TASK STATEMENT: Each line below containing the word "async" needs to be shown.

:: MATERIAL FOR THIS EXERCISE ::

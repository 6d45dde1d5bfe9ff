//! Shared e2e helpers: spin up a real server on an ephemeral port, wired the
//! same way `main` wires it (in-memory backends, `EchoProvider`), and hand
//! back a base URL a `reqwest::Client` can hit directly.

use std::sync::Arc;
use std::time::Instant;

use relay_audit::AuditLog;
use relay_kernel::KernelBuilder;
use relay_llm::echo::EchoProvider;
use relay_llm::provider::LlmProvider;
use relay_mcp::{McpClient, PluginRegistry};
use relay_oauth::OAuthClient;
use relay_runtime::{Orchestrator, UnconfiguredCodeToolExecutor};
use relay_server::app::{AppState, router};
use relay_server::auth::BearerAsUserId;
use relay_storage::{InMemoryAuthStorage, InMemoryDiscoveryStore, InMemoryPluginCatalog, InMemoryTaskPersistence};
use tokio::net::TcpListener;

pub async fn spawn_server() -> (String, tokio::task::JoinHandle<()>) {
    let tasks: Arc<dyn relay_storage::TaskPersistence> = Arc::new(InMemoryTaskPersistence::new());
    let auth_storage: Arc<dyn relay_storage::AuthStorage> = Arc::new(InMemoryAuthStorage::new());
    let discovery: Arc<dyn relay_storage::DiscoveryStore> = Arc::new(InMemoryDiscoveryStore::new());
    let catalog: Arc<dyn relay_storage::PluginCatalog> = Arc::new(InMemoryPluginCatalog::new());

    let oauth = Arc::new(OAuthClient::new(auth_storage.clone()));
    let mcp_client = Arc::new(McpClient::new(auth_storage, discovery.clone(), oauth.clone()));
    let registry = Arc::new(PluginRegistry::new(mcp_client.clone(), catalog.clone()));
    let llm: Arc<dyn LlmProvider> = Arc::new(EchoProvider::default());
    let kernel_builder = Arc::new(KernelBuilder::new(llm, registry, catalog.clone()));
    let audit = Arc::new(AuditLog::new());
    let code_tools = Arc::new(UnconfiguredCodeToolExecutor);

    let orchestrator = Arc::new(Orchestrator::new(tasks, kernel_builder, mcp_client, catalog, discovery, code_tools, audit.clone()));

    let state = Arc::new(AppState {
        orchestrator,
        oauth,
        audit,
        authorizer: Arc::new(BearerAsUserId),
        started_at: Instant::now(),
        version: "test".to_string(),
        oauth_redirect_uri: Some("https://relay.example".to_string()),
        local_plugin_ids: Vec::new(),
        mcp_servers: Vec::new(),
    });

    let app = router(state);
    let listener = TcpListener::bind("127.0.0.1:0").await.unwrap();
    let addr = listener.local_addr().unwrap();
    let handle = tokio::spawn(async move {
        axum::serve(listener, app).await.unwrap();
    });

    (format!("http://{addr}"), handle)
}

:::

TASK RESULT:
pub async fn spawn_server() -> (String, tokio::task::JoinHandle<()>) {
    let handle = tokio::spawn(async move {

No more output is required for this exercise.